If Google didn't have some sort of dup-doc detection before April, we would have been seeing lots duplicate content in the results (as was with M$ tech preview). I was talking about using dup-docs to artificially hoard PR as a spam technique. As far as hidden text, it is not detected because the Google's parser does not use exeternal CSS files. That's a bit strange to me, but they have decided not to take external CSS files into consideration. That's why I've always wondered why people think that H tags are magical. Google does not use external CSS, and it must guess the font sizes of tags. It depends. If you have thousands of servers and bandwidth, you can write a simple iterative crawling algorithm. But if the number of pages to crawl is more than you can, you have to guess which is better to crawl first. I am actually a coder. I have participated many programming contests in my high-school/university years(have national/univ awards as well as a first place at an international conference of young scientists with a data compression program back in '96). Some of the tasks that I've solved would have been trivial if I had lots of RAM for example. But, sometimes resources are not enough. The web grows very fast and the number of URLs grows quite fast. Are you saying that Google has enough resources to crawl all of them every day? No. That's the main concern. A crawling application has to make smart decisions. It has to work very well with scarce resources and do well in the ever growing web. Let me again cite a paper from Google guys: "The design of a good crawler presents many challenges. Externally, the crawler must avoid overloading Web sites or network links as it goes about its business [Kos95]. Internally, the crawler must deal with huge volumes of data. Unless it has unlimited computing resources and unlimited time, it must carefully decide what URLs to scan and in what order. The crawler must also decide how frequently to revisit pages it has already seen, in order to keep its client informed of changes on the Web." (emphasis mine)

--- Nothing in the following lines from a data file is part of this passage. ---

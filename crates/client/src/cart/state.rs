//! Cart state and its transition function.
//!
//! `item_count` and `total` are maintained incrementally by [`CartState::apply`]
//! on every transition and are never recomputed lazily. The persisted record
//! uses the same shape: `{ items, itemCount, total }` with numeric amounts.

use std::collections::HashSet;

use rust_decimal::Decimal;
use serde::{Deserialize, Serialize};
use shopfront_core::{ProductId, checked_line_total, line_total, round_money};
use thiserror::Error;

use super::action::CartAction;

/// A line in the cart.
#[derive(Debug, Clone, PartialEq, Eq, Serialize, Deserialize)]
#[serde(rename_all = "camelCase")]
pub struct CartItem {
    /// Product identifier, unique within the cart.
    pub id: ProductId,
    /// Display name.
    pub name: String,
    /// Unit price captured at add-time.
    #[serde(with = "rust_decimal::serde::float")]
    pub price: Decimal,
    /// Image URL.
    pub image: String,
    /// Number of units.
    pub quantity: i64,
}

impl CartItem {
    /// `price * quantity`, rounded to two decimal places.
    #[must_use]
    pub fn line_total(&self) -> Decimal {
        line_total(self.price, self.quantity)
    }
}

/// Whether a transition changed the state.
#[derive(Debug, Clone, Copy, PartialEq, Eq)]
pub enum Transition {
    /// The state was modified.
    Changed,
    /// The action targeted nothing; the state is untouched.
    Unchanged,
}

impl Transition {
    /// Returns `true` for [`Transition::Changed`].
    #[must_use]
    pub const fn is_changed(self) -> bool {
        matches!(self, Self::Changed)
    }
}

/// Reasons a persisted cart record cannot be restored.
#[derive(Debug, Error)]
pub enum CartRecordError {
    /// The record is not valid JSON of the expected shape.
    #[error("malformed cart record: {0}")]
    Malformed(#[from] serde_json::Error),

    /// Two lines share the same product id.
    #[error("duplicate cart line for product {0}")]
    DuplicateItem(ProductId),

    /// A line has a negative unit price.
    #[error("negative price for product {0}")]
    NegativePrice(ProductId),

    /// Quantities or amounts exceed the representable range.
    #[error("cart aggregates overflow")]
    Overflow,

    /// `itemCount`/`total` disagree with the lines.
    #[error(
        "cart aggregates out of sync: recorded {recorded_count}/{recorded_total}, \
         computed {computed_count}/{computed_total}"
    )]
    AggregateMismatch {
        recorded_count: i64,
        recorded_total: Decimal,
        computed_count: i64,
        computed_total: Decimal,
    },
}

fn overflowed(id: &ProductId) -> Transition {
    tracing::warn!(product_id = %id, "Cart transition overflows; state left unchanged");
    Transition::Unchanged
}

/// The shopping cart.
#[derive(Debug, Clone, Default, PartialEq, Eq, Serialize, Deserialize)]
#[serde(rename_all = "camelCase")]
pub struct CartState {
    items: Vec<CartItem>,
    item_count: i64,
    #[serde(with = "rust_decimal::serde::float")]
    total: Decimal,
}

impl CartState {
    /// An empty cart.
    #[must_use]
    pub fn empty() -> Self {
        Self::default()
    }

    /// Lines in insertion order.
    #[must_use]
    pub fn items(&self) -> &[CartItem] {
        &self.items
    }

    /// Sum of all line quantities.
    #[must_use]
    pub const fn item_count(&self) -> i64 {
        self.item_count
    }

    /// Sum of all line totals, rounded to two decimal places.
    #[must_use]
    pub const fn total(&self) -> Decimal {
        self.total
    }

    /// Returns `true` if the cart has no lines.
    #[must_use]
    pub fn is_empty(&self) -> bool {
        self.items.is_empty()
    }

    /// Look up a line by product id.
    #[must_use]
    pub fn find(&self, id: &ProductId) -> Option<&CartItem> {
        self.items.iter().find(|item| &item.id == id)
    }

    /// Apply one intent to the cart.
    ///
    /// A transition whose quantities or amounts would overflow leaves the
    /// cart untouched and reports [`Transition::Unchanged`].
    pub fn apply(&mut self, action: CartAction) -> Transition {
        match action {
            CartAction::AddItem(product) => {
                let existing = self.find(&product.id).map(|item| (item.price, item.quantity));
                if let Some((price, quantity)) = existing {
                    let Some(quantity) = quantity.checked_add(1) else {
                        return overflowed(&product.id);
                    };
                    let shifted = self
                        .shifted(1, price)
                        .filter(|_| checked_line_total(price, quantity).is_some());
                    let Some((item_count, total)) = shifted else {
                        return overflowed(&product.id);
                    };
                    if let Some(item) = self.items.iter_mut().find(|item| item.id == product.id) {
                        item.quantity = quantity;
                    }
                    self.item_count = item_count;
                    self.total = total;
                } else {
                    let price = round_money(product.price);
                    let Some((item_count, total)) = self.shifted(1, price) else {
                        return overflowed(&product.id);
                    };
                    self.items.push(CartItem {
                        id: product.id,
                        name: product.name,
                        price,
                        image: product.image,
                        quantity: 1,
                    });
                    self.item_count = item_count;
                    self.total = total;
                }
                Transition::Changed
            }
            CartAction::RemoveItem(id) => {
                let Some(position) = self.items.iter().position(|item| item.id == id) else {
                    return Transition::Unchanged;
                };
                let Some(removed) = self.items.get(position) else {
                    return Transition::Unchanged;
                };
                let shifted = removed.quantity.checked_neg().and_then(|count| {
                    let amount = checked_line_total(removed.price, removed.quantity)?;
                    self.shifted(count, -amount)
                });
                let Some((item_count, total)) = shifted else {
                    return overflowed(&id);
                };
                self.items.remove(position);
                self.item_count = item_count;
                self.total = total;
                Transition::Changed
            }
            CartAction::UpdateQuantity { id, quantity } => {
                let Some((price, current)) = self.find(&id).map(|item| (item.price, item.quantity))
                else {
                    return Transition::Unchanged;
                };
                let Some(diff) = quantity.checked_sub(current) else {
                    return overflowed(&id);
                };
                if diff == 0 {
                    return Transition::Unchanged;
                }
                let shifted = checked_line_total(price, diff)
                    .and_then(|amount| self.shifted(diff, amount))
                    .filter(|_| checked_line_total(price, quantity).is_some());
                let Some((item_count, total)) = shifted else {
                    return overflowed(&id);
                };
                if let Some(item) = self.items.iter_mut().find(|item| item.id == id) {
                    item.quantity = quantity;
                }
                self.item_count = item_count;
                self.total = total;
                Transition::Changed
            }
            CartAction::Clear => {
                *self = Self::default();
                Transition::Changed
            }
        }
    }

    /// Aggregates moved by `count` units and `amount`, or `None` on overflow.
    fn shifted(&self, count: i64, amount: Decimal) -> Option<(i64, Decimal)> {
        let item_count = self.item_count.checked_add(count)?;
        let total = self.total.checked_add(amount)?;
        Some((item_count, round_money(total)))
    }

    /// Aggregates recomputed from scratch over the lines, or `None` if they
    /// overflow.
    ///
    /// Only used to validate restored records; live state relies on the
    /// incrementally maintained fields.
    #[must_use]
    pub fn computed_aggregates(&self) -> Option<(i64, Decimal)> {
        self.items
            .iter()
            .try_fold((0_i64, Decimal::ZERO), |(count, total), item| {
                let count = count.checked_add(item.quantity)?;
                let total = total.checked_add(checked_line_total(item.price, item.quantity)?)?;
                Some((count, round_money(total)))
            })
    }

    /// Serialize to the persisted record format.
    ///
    /// # Errors
    ///
    /// Returns an error if an amount cannot be represented as a JSON number.
    pub fn to_record(&self) -> Result<String, serde_json::Error> {
        serde_json::to_string(self)
    }

    /// Parse and validate a persisted record.
    ///
    /// # Errors
    ///
    /// Returns an error if the record is malformed, has duplicate lines or
    /// negative prices, or if its aggregates do not match its lines.
    pub fn from_record(raw: &str) -> Result<Self, CartRecordError> {
        let mut state: Self = serde_json::from_str(raw)?;
        state.total = round_money(state.total);
        for item in &mut state.items {
            item.price = round_money(item.price);
        }

        let mut seen = HashSet::new();
        for item in &state.items {
            if !seen.insert(&item.id) {
                return Err(CartRecordError::DuplicateItem(item.id.clone()));
            }
            if item.price.is_sign_negative() && !item.price.is_zero() {
                return Err(CartRecordError::NegativePrice(item.id.clone()));
            }
        }

        let (computed_count, computed_total) = state
            .computed_aggregates()
            .ok_or(CartRecordError::Overflow)?;
        if computed_count != state.item_count || computed_total != state.total {
            return Err(CartRecordError::AggregateMismatch {
                recorded_count: state.item_count,
                recorded_total: state.total,
                computed_count,
                computed_total,
            });
        }

        Ok(state)
    }
}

You are making it sound like it needs to crawl all 4.2x billion pages daily. It does not, it bases frequency of crawls mainly on pagerank and number of incoming links to the page. As to google having the resources, I know if I had a 10,000 server farm, I could. Yes that decision is based on PR and IBL's. Not intelligent spiders. I actually thought you might have some background in it. However based on your answers, I think it is safe to say you probably have no real world experience with spidering applications.